▶ **Exercise aim**
In the records that follow, find each line containing "lines" and copy it.

*** Records provided Section Begins ***

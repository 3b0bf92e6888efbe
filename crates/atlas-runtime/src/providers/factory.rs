//! Provider factory pattern for dynamic model provider registration.
//!
//! Providers register factories that create instances from the JSON
//! `provider.options` section of the configuration.
//!
//! ## Usage
//!
//! ```ignore
//! let registry = ProviderRegistry::with_defaults();
//! let provider = registry.create("gemini", &options)?;
//! ```

use std::collections::BTreeMap;
use std::sync::Arc;

use serde_json::Value as JsonValue;

use super::{LlmProvider, ProviderError};

/// Factory for creating model providers from configuration.
pub trait ProviderFactory: Send + Sync {
    /// Unique identifier for this provider type (e.g. "gemini").
    fn provider_type(&self) -> &'static str;

    /// Create a provider instance from JSON configuration.
    fn create(&self, config: &JsonValue) -> Result<Arc<dyn LlmProvider>, ProviderError>;

    /// Reject configuration that `create` could not use.
    fn validate_config(&self, config: &JsonValue) -> Result<(), ProviderError>;
}

/// Registry of available provider factories.
#[derive(Default)]
pub struct ProviderRegistry {
    factories: BTreeMap<String, Arc<dyn ProviderFactory>>,
}

impl ProviderRegistry {
    pub fn new() -> Self {
        Self::default()
    }

    /// Register a provider factory, replacing any with the same type.
    pub fn register(&mut self, factory: Arc<dyn ProviderFactory>) {
        self.factories
            .insert(factory.provider_type().to_string(), factory);
    }

    /// Validate `config` and create a provider of the named type.
    pub fn create(
        &self,
        provider_type: &str,
        config: &JsonValue,
    ) -> Result<Arc<dyn LlmProvider>, ProviderError> {
        let factory = self.factories.get(provider_type).ok_or_else(|| {
            ProviderError::NotConfigured(format!(
                "Unknown provider type: '{}'. Available: {:?}",
                provider_type,
                self.available_types()
            ))
        })?;
        factory.validate_config(config)?;
        factory.create(config)
    }

    pub fn available_types(&self) -> Vec<&str> {
        self.factories.keys().map(|s| s.as_str()).collect()
    }

    pub fn has_provider(&self, provider_type: &str) -> bool {
        self.factories.contains_key(provider_type)
    }

    /// Create a registry with all built-in providers registered.
    #[cfg(feature = "gemini")]
    pub fn with_defaults() -> Self {
        let mut registry = Self::new();
        registry.register(Arc::new(super::GeminiProviderFactory));
        registry
    }

    /// Create a registry with all built-in providers registered.
    #[cfg(not(feature = "gemini"))]
    pub fn with_defaults() -> Self {
        Self::new()
    }
}

impl std::fmt::Debug for ProviderRegistry {
    fn fmt(&self, f: &mut std::fmt::Formatter<'_>) -> std::fmt::Result {
        f.debug_struct("ProviderRegistry")
            .field("providers", &self.available_types())
            .finish()
    }
}
//! Server-sent events framing for streamed completions.
//!
//! Turns a raw `reqwest` byte stream into the payloads of its `data:` lines.
//! Bytes are buffered until a full line is available, so a multi-byte
//! character split across network chunks is decoded intact.

use bytes::Bytes;
use futures::stream::Stream;
use std::pin::Pin;
use std::task::{Context, Poll};

use super::ProviderError;

type ByteStream = Pin<Box<dyn Stream<Item = Result<Bytes, reqwest::Error>> + Send>>;

/// Stream adapter yielding one item per SSE `data:` line.
///
/// Ends on `data: [DONE]` or when the body ends.
pub struct SseDataStream {
    inner: ByteStream,
    buffer: Vec<u8>,
    finished: bool,
}

impl SseDataStream {
    pub fn new(byte_stream: impl Stream<Item = Result<Bytes, reqwest::Error>> + Send + 'static) -> Self {
        Self {
            inner: Box::pin(byte_stream),
            buffer: Vec::new(),
            finished: false,
        }
    }
}

impl Stream for SseDataStream {
    type Item = Result<String, ProviderError>;

    fn poll_next(self: Pin<&mut Self>, cx: &mut Context<'_>) -> Poll<Option<Self::Item>> {
        let this = self.get_mut();
        if this.finished {
            return Poll::Ready(None);
        }

        loop {
            match next_data_line(&mut this.buffer) {
                Some(Ok(DataLine::Done)) => {
                    this.finished = true;
                    return Poll::Ready(None);
                }
                Some(Ok(DataLine::Payload(data))) => return Poll::Ready(Some(Ok(data))),
                Some(Err(e)) => {
                    this.finished = true;
                    return Poll::Ready(Some(Err(e)));
                }
                None => {}
            }

            match this.inner.as_mut().poll_next(cx) {
                Poll::Ready(Some(Ok(bytes))) => this.buffer.extend_from_slice(&bytes),
                Poll::Ready(Some(Err(e))) => {
                    this.finished = true;
                    return Poll::Ready(Some(Err(ProviderError::Stream(e.to_string()))));
                }
                Poll::Ready(None) => {
                    this.finished = true;
                    // A final event may arrive without a trailing newline
                    if !this.buffer.is_empty() {
                        this.buffer.push(b'\n');
                        if let Some(Ok(DataLine::Payload(data))) = next_data_line(&mut this.buffer) {
                            return Poll::Ready(Some(Ok(data)));
                        }
                    }
                    return Poll::Ready(None);
                }
                Poll::Pending => return Poll::Pending,
            }
        }
    }
}

enum DataLine {
    Payload(String),
    Done,
}

/// Pop complete lines off the buffer until one is a `data:` line.
fn next_data_line(buffer: &mut Vec<u8>) -> Option<Result<DataLine, ProviderError>> {
    loop {
        let newline = buffer.iter().position(|b| *b == b'\n')?;
        let line: Vec<u8> = buffer.drain(..=newline).collect();

        let line = match std::str::from_utf8(&line) {
            Ok(text) => text.trim(),
            Err(e) => {
                return Some(Err(ProviderError::Stream(format!(
                    "Invalid UTF-8 in stream: {}",
                    e
                ))))
            }
        };

        // Blank separators and event:/id:/retry: lines carry no payload
        let Some(data) = line.strip_prefix("data:") else {
            continue;
        };
        let data = data.trim();
        if data.is_empty() {
            continue;
        }
        if data == "[DONE]" {
            return Some(Ok(DataLine::Done));
        }
        return Some(Ok(DataLine::Payload(data.to_string())));
    }
}
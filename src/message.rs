// src/message.rs
use chrono::{DateTime, Utc};
use serde::{Deserialize, Serialize};

#[derive(Clone, Copy, Debug, PartialEq, Eq, Deserialize, Serialize)]
#[serde(rename_all = "lowercase")]
pub enum Role {
    User,
    Assistant,
}

/// One prior turn replayed by the browser. The hosted runtime keeps its own
/// conversation state, so history is accepted but not forwarded.
#[derive(Clone, Debug, Deserialize, Serialize)]
pub struct HistoryEntry {
    pub role: Role,
    pub content: String,
}

#[derive(Deserialize)]
pub struct ChatRequest {
    pub message: String,
    #[serde(default)]
    pub history: Vec<HistoryEntry>,
    pub session_id: Option<String>,
}

#[derive(Serialize)]
pub struct ChatResponse {
    pub response: String,
    pub timestamp: DateTime<Utc>,
    #[serde(skip_serializing_if = "Option::is_none")]
    pub photos: Option<Vec<Gem>>,
}

#[derive(Deserialize)]
pub struct SelectRequest {
    pub selection: String,
}

#[derive(Serialize)]
pub struct SelectResponse {
    /// JSON object when the runtime returned parseable JSON, plain string
    /// otherwise. The frontend handles both.
    pub advice: serde_json::Value,
    pub selection: String,
}

#[derive(Deserialize)]
pub struct ResetRequest {
    pub session_id: Option<String>,
}

#[derive(Serialize)]
pub struct ResetResponse {
    /// Whether a cached gem set existed and was dropped.
    pub cleared: bool,
}

/// A recommended place with photos and review metadata, as produced by the
/// runtime's analysis tool. Aliases cover the key spellings the runtime has
/// been observed to emit.
#[derive(Clone, Debug, Deserialize, Serialize)]
pub struct Gem {
    #[serde(alias = "placeName")]
    pub name: String,
    #[serde(default, alias = "photos")]
    pub photo_urls: Vec<String>,
    #[serde(default)]
    pub address: String,
    #[serde(default)]
    pub rating: f64,
    #[serde(default, alias = "reviewCount", alias = "reviews")]
    pub review_count: u64,
}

*** Records provided Section Ends ***

▶ **Written response**
//! Turns a raw `reqwest` byte stream into the payloads of its `data:` lines.
/// Pop complete lines off the buffer until one is a `data:` line.
        // Blank separators and event:/id:/retry: lines carry no payload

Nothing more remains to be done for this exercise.